Statistical Analysis

According to the McNemar's test of equality of paired proportions [11], we could not detect a significant difference between CT-wrist and CT scaphoid with the number of patients available.

Discussion

Our null hypothesis that CT-wrist and CT-scaphoid have comparable accuracy (79 vs. 91 %, respectively) is confirmed, at least with the number of scans available. With a larger sample, the substantial differences between PPV (CT-wrist (36 %) and CT-scaphoid (76 %)) and sensitivity (CT-wrist (33 %) and CT-scaphoid (67 %)) might reach statistical significance.

The study of diagnostic performance characteristics of tests for diagnosing true fractures among scaphoid fractures is hindered by the lack of a consensus reference standard for a true fracture [1, 12]. We used one of the more common reference standards (6-week post-injury radiographs), but none of the proposed standards (including MRI, which is subject to false positives) [9] are satisfactory. It is conceivable that we will never have a consensus reference standard. We may need to use alternative statistical techniques such as latent class analysis, which relies on associations of specific factors (unobserved or latent classes) rather than a reference standard to estimate diagnostic performance characteristics. Preliminary data from this paper were provided for a study of latent class analysis [4]. The numbers changed slightly after all three observers completed the evaluations.

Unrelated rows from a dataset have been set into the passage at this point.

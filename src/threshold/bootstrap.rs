//! Cluster bootstrap for band contrasts.
//!
//! Resampling draws **distinct contract identifiers** with replacement within
//! each band-year, then expands each sampled identifier back to its rows via
//! re-join. This preserves within-contract multiplicity: a contract sampled
//! twice contributes its rows twice, and a contract with many rows never
//! fragments across draws.
//!
//! Determinism contract: identical seed + identical input data produce
//! bit-identical summaries regardless of thread count. Each rating-year gets
//! its own RNG stream derived from the master seed, and rayon only
//! distributes whole years, so scheduling cannot reorder draws.

use std::collections::BTreeMap;

use rand::prelude::*;
use rand::rngs::StdRng;
use rayon::prelude::*;
use serde::Serialize;
use tracing::warn;

use crate::domain::{ThresholdBand, WeightScheme};
use crate::math::{mean, percentile, weighted_mean};
use crate::threshold::NearThresholdRow;

#[derive(Debug, Clone)]
pub struct BootstrapConfig {
    pub draws: usize,
    pub seed: u64,
    /// Band-years with fewer distinct contracts than this are skipped and
    /// flagged instead of resampled.
    pub min_band_contracts: usize,
}

/// Resample summary for one rating-year under one weighting scheme.
#[derive(Debug, Clone, Serialize)]
pub struct BootstrapSummary {
    pub contract_year: i32,
    pub scheme: WeightScheme,
    pub draws: usize,
    pub boot_mean: f64,
    pub ci_lower: f64,
    pub ci_median: f64,
    pub ci_upper: f64,
}

/// A band-year skipped for insufficient distinct contracts.
#[derive(Debug, Clone, Serialize)]
pub struct SkippedYear {
    pub contract_year: i32,
    pub below_contracts: usize,
    pub above_contracts: usize,
}

#[derive(Debug, Clone)]
pub struct BootstrapOutput {
    pub summaries: Vec<BootstrapSummary>,
    pub skipped: Vec<SkippedYear>,
}

/// Indexed band-year data: distinct sorted ids plus each id's row indices.
struct BandIndex<'a> {
    ids: Vec<&'a str>,
    rows_by_id: BTreeMap<&'a str, Vec<usize>>,
}

impl<'a> BandIndex<'a> {
    fn build(rows: &'a [NearThresholdRow], band: ThresholdBand, year: i32) -> Self {
        let mut rows_by_id: BTreeMap<&str, Vec<usize>> = BTreeMap::new();
        for (idx, row) in rows.iter().enumerate() {
            if row.contract_year == year && row.band == band {
                rows_by_id.entry(row.contract_id.as_str()).or_default().push(idx);
            }
        }
        let ids: Vec<&str> = rows_by_id.keys().copied().collect();
        Self { ids, rows_by_id }
    }

    /// One cluster resample: ids with replacement, expanded to row indices.
    fn resample(&self, rng: &mut StdRng) -> Vec<usize> {
        let mut out = Vec::new();
        for _ in 0..self.ids.len() {
            let id = self.ids[rng.gen_range(0..self.ids.len())];
            out.extend_from_slice(&self.rows_by_id[id]);
        }
        out
    }
}

fn contrast(rows: &[NearThresholdRow], below: &[usize], above: &[usize]) -> (f64, f64) {
    let exp_below: Vec<f64> = below.iter().map(|&i| rows[i].poverty_exposure).collect();
    let exp_above: Vec<f64> = above.iter().map(|&i| rows[i].poverty_exposure).collect();
    let enr_below: Vec<f64> = below.iter().map(|&i| rows[i].total_enrollment).collect();
    let enr_above: Vec<f64> = above.iter().map(|&i| rows[i].total_enrollment).collect();

    let diff_unweighted = mean(&exp_below) - mean(&exp_above);
    let diff_weighted =
        weighted_mean(&exp_below, &enr_below) - weighted_mean(&exp_above, &enr_above);
    (diff_unweighted, diff_weighted)
}

/// Derive an independent per-year RNG stream from the master seed.
fn year_seed(master: u64, year: i32) -> u64 {
    // SplitMix-style spread so adjacent years land far apart in seed space.
    (master ^ (year as u64)).wrapping_mul(0x9E37_79B9_7F4A_7C15)
}

enum YearOutcome {
    Skipped(SkippedYear),
    Summaries([BootstrapSummary; 2]),
}

/// Bootstrap the below-minus-above exposure contrast per rating-year.
pub fn bootstrap_band_contrast(
    rows: &[NearThresholdRow],
    config: &BootstrapConfig,
) -> BootstrapOutput {
    let mut years: Vec<i32> = rows.iter().map(|r| r.contract_year).collect();
    years.sort_unstable();
    years.dedup();

    let outcomes: Vec<YearOutcome> = years
        .par_iter()
        .map(|&year| {
            let below = BandIndex::build(rows, ThresholdBand::BelowCut, year);
            let above = BandIndex::build(rows, ThresholdBand::AboveCut, year);

            if below.ids.len() < config.min_band_contracts
                || above.ids.len() < config.min_band_contracts
            {
                warn!(
                    year,
                    below_contracts = below.ids.len(),
                    above_contracts = above.ids.len(),
                    "small sample in band-year; skipping bootstrap"
                );
                return YearOutcome::Skipped(SkippedYear {
                    contract_year: year,
                    below_contracts: below.ids.len(),
                    above_contracts: above.ids.len(),
                });
            }

            let mut rng = StdRng::seed_from_u64(year_seed(config.seed, year));
            let mut diffs_unweighted = Vec::with_capacity(config.draws);
            let mut diffs_weighted = Vec::with_capacity(config.draws);
            for _ in 0..config.draws {
                let sample_below = below.resample(&mut rng);
                let sample_above = above.resample(&mut rng);
                let (unweighted, weighted) = contrast(rows, &sample_below, &sample_above);
                diffs_unweighted.push(unweighted);
                diffs_weighted.push(weighted);
            }

            let summarize = |diffs: &[f64], scheme: WeightScheme| BootstrapSummary {
                contract_year: year,
                scheme,
                draws: diffs.len(),
                boot_mean: mean(diffs),
                ci_lower: percentile(diffs, 2.5),
                ci_median: percentile(diffs, 50.0),
                ci_upper: percentile(diffs, 97.5),
            };

            YearOutcome::Summaries([
                summarize(&diffs_unweighted, WeightScheme::Unweighted),
                summarize(&diffs_weighted, WeightScheme::EnrollmentWeighted),
            ])
        })
        .collect();

    let mut summaries = Vec::new();
    let mut skipped = Vec::new();
    for outcome in outcomes {
        match outcome {
            YearOutcome::Skipped(s) => skipped.push(s),
            YearOutcome::Summaries(pair) => summaries.extend(pair),
        }
    }
    BootstrapOutput { summaries, skipped }
}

This study should be interpreted in light of several actual or potential shortcomings. First, this was a retrospective analysis of CT scans obtained as part of a prospective study designed to test a different primary study question. This represents a sample of convenience, which offered a prime opportunity to evaluate this issue. Therefore, the comparison of the reformations must be interpreted as a pilot experiment, since the study was not designed or powered to answer this question and showed to be underpowered. This is particularly important given the low prevalence of true fractures among suspected fractures. The differences we observed are substantial and likely would be statistically significant in a larger study.

Conclusion

Computed tomography reformatted along the long axis of the scaphoid is statistically comparable to CT scans in the planes of the wrist for diagnosis of suspected scaphoid fractures although the diagnostic performance characteristics were notably better for CT in the plane of the scaphoid. We encourage further study with larger numbers to test our clinical impression that CT-scaphoid might reach significant superiority over CT-wrist.